_WHAT IS BEING ASKED_:
Among the lines below, which ones contain the word "Option"? Copy every such line.

_RECORDED INFORMATION_:
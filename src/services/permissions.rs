//! Permission gate: decides whether an identity may act on a space.
//!
//! Levels are ordered `read < write < manage`. Admins bypass every space
//! check; everybody else needs an explicit grant at or above the required
//! level. Roles and grants come from the account directory.

use crate::{
    models::permission::{Grant, Identity, Permission, Role},
    services::error::{EngineError, EngineResult},
};
use async_trait::async_trait;
use std::sync::Arc;
use tracing::debug;

/// Source of roles and space grants (the account collaborator).
#[async_trait]
pub trait AccountDirectory: Send + Sync {
    async fn role_of(&self, username: &str) -> EngineResult<Option<Role>>;
    async fn grants_for(&self, username: &str) -> EngineResult<Vec<Grant>>;
}

/// The permission decision consumed by the engine and every adapter.
#[async_trait]
pub trait PermissionService: Send + Sync {
    async fn can_access_space(
        &self,
        username: &str,
        space_id: i64,
        level: Permission,
    ) -> EngineResult<bool>;
}

/// Pure decision over an already-loaded role and grant list.
pub fn decide(role: Role, grants: &[Grant], space_id: i64, required: Permission) -> bool {
    if role == Role::Admin {
        return true;
    }
    grants
        .iter()
        .any(|g| g.space_id == space_id && g.permission.satisfies(required))
}

#[derive(Clone)]
pub struct PermissionGate {
    directory: Arc<dyn AccountDirectory>,
}

impl PermissionGate {
    pub fn new(directory: Arc<dyn AccountDirectory>) -> Self {
        Self { directory }
    }

    pub async fn can_access(
        &self,
        identity: &Identity,
        space_id: i64,
        required: Permission,
    ) -> EngineResult<bool> {
        if identity.is_admin() {
            return Ok(true);
        }
        let grants = self.directory.grants_for(&identity.username).await?;
        Ok(decide(identity.role, &grants, space_id, required))
    }

    /// Fail with `AccessDenied` unless the identity holds `required` on the space.
    pub async fn require(
        &self,
        identity: &Identity,
        space_id: i64,
        required: Permission,
    ) -> EngineResult<()> {
        if self.can_access(identity, space_id, required).await? {
            Ok(())
        } else {
            debug!(user = %identity, space_id, %required, "permission denied");
            Err(EngineError::denied(format!(
                "{} permission required on space {}",
                required, space_id
            )))
        }
    }
}

#[async_trait]
impl PermissionService for PermissionGate {
    async fn can_access_space(
        &self,
        username: &str,
        space_id: i64,
        level: Permission,
    ) -> EngineResult<bool> {
        let Some(role) = self.directory.role_of(username).await? else {
            return Ok(false);
        };
        self.can_access(&Identity::new(username, role), space_id, level)
            .await
    }
}
//! Blocking filesystem primitives used by the transfer engine, the trash and
//! the quota tracker. Callers run these inside `spawn_blocking`.

use crate::{
    models::transfer::FileEntry,
    services::sandbox::{self, BACKUP_PREFIX, PARTIAL_PREFIX},
};
use chrono::{DateTime, Utc};
use std::{
    fs, io,
    path::{Path, PathBuf},
};
use tokio_util::sync::CancellationToken;
use tracing::{debug, error, warn};
use uuid::Uuid;

const MAX_RENAME_ATTEMPTS: u32 = 10_000;

/// Returned by scans interrupted through their cancellation token.
#[derive(Debug, Clone, Copy, PartialEq, Eq)]
pub struct Cancelled;

pub fn exists(path: &Path) -> bool {
    path.symlink_metadata().is_ok()
}

/// Recursive on-disk size of a file or directory. Unreadable entries are skipped.
pub fn path_size(path: &Path) -> io::Result<u64> {
    let meta = path.symlink_metadata()?;
    if !meta.is_dir() {
        return Ok(meta.len());
    }
    scan_size(path, &CancellationToken::new()).map_err(|_| io::Error::other("scan cancelled"))
}

/// Walk `root` summing file sizes. Checks `cancel` before every entry.
pub fn scan_size(root: &Path, cancel: &CancellationToken) -> Result<u64, Cancelled> {
    let mut total = 0u64;
    let mut pending = vec![root.to_path_buf()];
    while let Some(dir) = pending.pop() {
        let entries = match fs::read_dir(&dir) {
            Ok(entries) => entries,
            Err(err) => {
                debug!("skipping unreadable directory {}: {}", dir.display(), err);
                continue;
            }
        };
        for entry in entries {
            if cancel.is_cancelled() {
                return Err(Cancelled);
            }
            let Ok(entry) = entry else { continue };
            let Ok(meta) = entry.path().symlink_metadata() else {
                continue;
            };
            if meta.is_dir() {
                pending.push(entry.path());
            } else {
                total = total.saturating_add(meta.len());
            }
        }
    }
    Ok(total)
}

/// Remove a file, symlink or directory tree.
pub fn remove_path(path: &Path) -> io::Result<()> {
    let meta = path.symlink_metadata()?;
    if meta.is_dir() {
        fs::remove_dir_all(path)
    } else {
        fs::remove_file(path)
    }
}

/// Copy a file or directory tree to `dst`, which must not exist yet.
pub fn copy_recursive(src: &Path, dst: &Path) -> io::Result<()> {
    let meta = src.symlink_metadata()?;
    if meta.is_dir() {
        fs::create_dir(dst)?;
        for entry in fs::read_dir(src)? {
            let entry = entry?;
            copy_recursive(&entry.path(), &dst.join(entry.file_name()))?;
        }
        Ok(())
    } else if meta.file_type().is_symlink() {
        Err(io::Error::new(
            io::ErrorKind::PermissionDenied,
            format!("refusing to copy symlink {}", src.display()),
        ))
    } else {
        fs::copy(src, dst).map(|_| ())
    }
}

/// Hidden sibling used to assemble content before it is renamed into place.
pub fn partial_sibling(dst: &Path) -> PathBuf {
    sibling_with_prefix(dst, PARTIAL_PREFIX)
}

/// Hidden sibling a destination is parked under during an overwrite swap.
pub fn backup_sibling(dst: &Path) -> PathBuf {
    sibling_with_prefix(dst, BACKUP_PREFIX)
}

fn sibling_with_prefix(dst: &Path, prefix: &str) -> PathBuf {
    let parent = dst.parent().unwrap_or_else(|| Path::new("."));
    parent.join(format!("{}{}", prefix, Uuid::new_v4().simple()))
}

/// Copy `src` to `dst` through a hidden partial sibling so `dst` never holds
/// half-written content. With `replace`, an existing `dst` is deleted just
/// before the finished copy is renamed over it.
pub fn copy_into_place(src: &Path, dst: &Path, replace: bool) -> io::Result<()> {
    let partial = partial_sibling(dst);
    if let Err(err) = copy_recursive(src, &partial) {
        discard(&partial);
        return Err(err);
    }
    if replace && exists(dst) {
        if let Err(err) = remove_path(dst) {
            discard(&partial);
            return Err(err);
        }
    }
    if let Err(err) = fs::rename(&partial, dst) {
        discard(&partial);
        return Err(err);
    }
    Ok(())
}

/// Rename `src` to `dst`, falling back to copy-then-delete across filesystems.
pub fn move_path(src: &Path, dst: &Path) -> io::Result<()> {
    match fs::rename(src, dst) {
        Ok(()) => Ok(()),
        Err(err) if err.kind() == io::ErrorKind::CrossesDevices => {
            debug!(
                "rename {} -> {} crosses devices, copying",
                src.display(),
                dst.display()
            );
            copy_into_place(src, dst, false)?;
            remove_path(src)
        }
        Err(err) => Err(err),
    }
}

/// Replace `dst` with `src` without ever leaving `dst` missing on failure.
///
/// The destination is renamed aside to a hidden backup, the source is moved
/// onto the destination path, and the backup is deleted. If the second step
/// fails the backup is renamed back before the error is returned.
pub fn swap_into_place(src: &Path, dst: &Path) -> io::Result<()> {
    src.symlink_metadata()?;

    let backup = backup_sibling(dst);
    fs::rename(dst, &backup)?;

    match move_path(src, dst) {
        Ok(()) => {
            if let Err(err) = remove_path(&backup) {
                warn!(
                    "overwrite of {} succeeded but backup {} could not be removed: {}",
                    dst.display(),
                    backup.display(),
                    err
                );
            }
            Ok(())
        }
        Err(err) => {
            if let Err(restore_err) = fs::rename(&backup, dst) {
                error!(
                    "failed to restore {} from backup {}: {}",
                    dst.display(),
                    backup.display(),
                    restore_err
                );
            }
            Err(err)
        }
    }
}

/// First free `name (n).ext` sibling of `dst`. Directories keep their whole
/// name as the stem.
pub fn unique_destination(dst: &Path, is_dir: bool) -> io::Result<PathBuf> {
    let parent = dst.parent().unwrap_or_else(|| Path::new("."));
    let file_name = dst
        .file_name()
        .map(|n| n.to_string_lossy().into_owned())
        .unwrap_or_default();

    for n in 1..=MAX_RENAME_ATTEMPTS {
        let candidate = parent.join(numbered_name(&file_name, is_dir, n));
        if !exists(&candidate) {
            return Ok(candidate);
        }
    }
    Err(io::Error::new(
        io::ErrorKind::AlreadyExists,
        format!("no free name found for {}", dst.display()),
    ))
}

/// `name (n).ext`, or `name (n)` for directories and extensionless names.
pub fn numbered_name(name: &str, is_dir: bool, n: u32) -> String {
    let path = Path::new(name);
    let ext = path.extension().filter(|_| !is_dir);
    match (ext, path.file_stem()) {
        (Some(ext), Some(stem)) => format!(
            "{} ({}).{}",
            stem.to_string_lossy(),
            n,
            ext.to_string_lossy()
        ),
        _ => format!("{} ({})", name, n),
    }
}

/// Create the missing ancestors of `path`. Returns the outermost directory
/// that had to be created, so a failed caller can undo it.
pub fn create_parents(path: &Path) -> io::Result<Option<PathBuf>> {
    let Some(parent) = path.parent() else {
        return Ok(None);
    };
    let mut created = None;
    let mut dir = parent;
    while !exists(dir) {
        created = Some(dir.to_path_buf());
        match dir.parent() {
            Some(up) => dir = up,
            None => break,
        }
    }
    fs::create_dir_all(parent)?;
    Ok(created)
}

/// Remove empty ancestors of `path`, innermost first, stopping after `top`.
pub fn prune_empty_parents(path: &Path, top: &Path) {
    let mut dir = path.parent();
    while let Some(current) = dir {
        if !current.starts_with(top) || fs::remove_dir(current).is_err() {
            break;
        }
        dir = current.parent();
    }
}

/// Describe one real path as a client-facing entry relative to `root`.
pub fn entry_for(root: &Path, path: &Path) -> io::Result<FileEntry> {
    let meta = path.symlink_metadata()?;
    let name = path
        .file_name()
        .map(|n| n.to_string_lossy().into_owned())
        .unwrap_or_else(|| "/".to_string());
    Ok(FileEntry {
        name,
        path: sandbox::to_relative(root, path),
        is_dir: meta.is_dir(),
        size: if meta.is_dir() { 0 } else { meta.len() },
        modified_at: meta.modified().ok().map(DateTime::<Utc>::from),
    })
}

/// Entries of a directory, reserved names hidden, directories first.
pub fn list_dir(root: &Path, dir: &Path) -> io::Result<Vec<FileEntry>> {
    let mut out = Vec::new();
    for entry in fs::read_dir(dir)? {
        let entry = entry?;
        let name = entry.file_name().to_string_lossy().into_owned();
        if sandbox::is_reserved_name(&name) {
            continue;
        }
        match entry_for(root, &entry.path()) {
            Ok(item) => out.push(item),
            Err(err) => debug!("skipping {}: {}", entry.path().display(), err),
        }
    }
    out.sort_by(|a, b| {
        b.is_dir
            .cmp(&a.is_dir)
            .then_with(|| a.name.to_lowercase().cmp(&b.name.to_lowercase()))
    });
    Ok(out)
}

/// Case-insensitive name search under `start`, skipping reserved entries and
/// unreadable subtrees.
pub fn search(
    root: &Path,
    start: &Path,
    query: &str,
    limit: usize,
    cancel: &CancellationToken,
) -> Result<Vec<FileEntry>, Cancelled> {
    let needle = query.to_lowercase();
    let mut found = Vec::new();
    let mut pending = vec![start.to_path_buf()];
    while let Some(dir) = pending.pop() {
        let Ok(entries) = fs::read_dir(&dir) else {
            continue;
        };
        for entry in entries {
            if cancel.is_cancelled() {
                return Err(Cancelled);
            }
            let Ok(entry) = entry else { continue };
            let name = entry.file_name().to_string_lossy().into_owned();
            if sandbox::is_reserved_name(&name) {
                continue;
            }
            let path = entry.path();
            let is_dir = path.symlink_metadata().map(|m| m.is_dir()).unwrap_or(false);
            if name.to_lowercase().contains(&needle) {
                if let Ok(item) = entry_for(root, &path) {
                    found.push(item);
                    if found.len() >= limit {
                        return Ok(found);
                    }
                }
            }
            if is_dir {
                pending.push(path);
            }
        }
    }
    Ok(found)
}

fn discard(path: &Path) {
    if exists(path) {
        if let Err(err) = remove_path(path) {
            warn!("failed to remove partial {}: {}", path.display(), err);
        }
    }
}

#[cfg(test)]
mod tests {
    use super::*;
    use tempfile::tempdir;

    #[test]
    fn created_parents_can_be_pruned_again() {
        let dir = tempdir().unwrap();
        fs::create_dir(dir.path().join("keep")).unwrap();
        let target = dir.path().join("keep/x/y/z.txt");

        let top = create_parents(&target).unwrap().unwrap();
        assert_eq!(top, dir.path().join("keep/x"));
        assert!(dir.path().join("keep/x/y").is_dir());
        assert_eq!(create_parents(&target).unwrap(), None);

        prune_empty_parents(&target, &top);
        assert!(!dir.path().join("keep/x").exists());
        assert!(dir.path().join("keep").is_dir());
    }

    fn names_in(dir: &Path) -> Vec<String> {
        let mut names: Vec<String> = fs::read_dir(dir)
            .unwrap()
            .map(|e| e.unwrap().file_name().to_string_lossy().into_owned())
            .collect();
        names.sort();
        names
    }

    #[test]
    fn unique_destination_appends_counter_before_extension() {
        let dir = tempdir().unwrap();
        let dst = dir.path().join("report.pdf");
        fs::write(&dst, "v0").unwrap();
        fs::write(dir.path().join("report (1).pdf"), "v1").unwrap();

        let next = unique_destination(&dst, false).unwrap();
        assert_eq!(next, dir.path().join("report (2).pdf"));

        let folder = dir.path().join("photos.2024");
        fs::create_dir(&folder).unwrap();
        assert_eq!(
            unique_destination(&folder, true).unwrap(),
            dir.path().join("photos.2024 (1)")
        );
    }

    #[test]
    fn swap_replaces_destination_and_drops_backup() {
        let dir = tempdir().unwrap();
        let src = dir.path().join("new.txt");
        let dst = dir.path().join("old.txt");
        fs::write(&src, "fresh").unwrap();
        fs::write(&dst, "stale").unwrap();

        swap_into_place(&src, &dst).unwrap();

        assert_eq!(fs::read_to_string(&dst).unwrap(), "fresh");
        assert!(!src.exists());
        assert_eq!(names_in(dir.path()), vec!["old.txt".to_string()]);
    }

    #[test]
    fn swap_with_missing_source_keeps_destination() {
        let dir = tempdir().unwrap();
        let dst = dir.path().join("keep.txt");
        fs::write(&dst, "precious").unwrap();

        let err = swap_into_place(&dir.path().join("ghost.txt"), &dst).unwrap_err();

        assert_eq!(err.kind(), io::ErrorKind::NotFound);
        assert_eq!(fs::read_to_string(&dst).unwrap(), "precious");
        assert_eq!(names_in(dir.path()), vec!["keep.txt".to_string()]);
    }

    #[test]
    fn copy_into_place_copies_trees_without_leftovers() {
        let dir = tempdir().unwrap();
        let src = dir.path().join("src");
        fs::create_dir_all(src.join("nested")).unwrap();
        fs::write(src.join("nested/a.txt"), "a").unwrap();
        let dst = dir.path().join("dst");

        copy_into_place(&src, &dst, false).unwrap();

        assert_eq!(fs::read_to_string(dst.join("nested/a.txt")).unwrap(), "a");
        assert_eq!(names_in(dir.path()), vec!["dst".to_string(), "src".to_string()]);
        assert_eq!(path_size(&dst).unwrap(), 1);
    }

    #[test]
    fn listing_hides_reserved_entries() {
        let dir = tempdir().unwrap();
        fs::create_dir(dir.path().join(sandbox::TRASH_DIR_NAME)).unwrap();
        fs::create_dir(dir.path().join("b")).unwrap();
        fs::write(dir.path().join("a.txt"), "x").unwrap();

        let entries = list_dir(dir.path(), dir.path()).unwrap();
        let names: Vec<&str> = entries.iter().map(|e| e.name.as_str()).collect();
        assert_eq!(names, vec!["b", "a.txt"]);
        assert_eq!(entries[1].path, "/a.txt");
    }

    #[test]
    fn scans_stop_when_cancelled() {
        let dir = tempdir().unwrap();
        fs::write(dir.path().join("a"), "1234").unwrap();
        let token = CancellationToken::new();
        assert_eq!(scan_size(dir.path(), &token), Ok(4));
        token.cancel();
        assert_eq!(scan_size(dir.path(), &token), Err(Cancelled));
        assert_eq!(
            search(dir.path(), dir.path(), "a", 10, &token),
            Err(Cancelled)
        );
    }
}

_EXPECTED ANSWER_:
    async fn role_of(&self, username: &str) -> EngineResult<Option<Role>>;
pub fn create_parents(path: &Path) -> io::Result<Option<PathBuf>> {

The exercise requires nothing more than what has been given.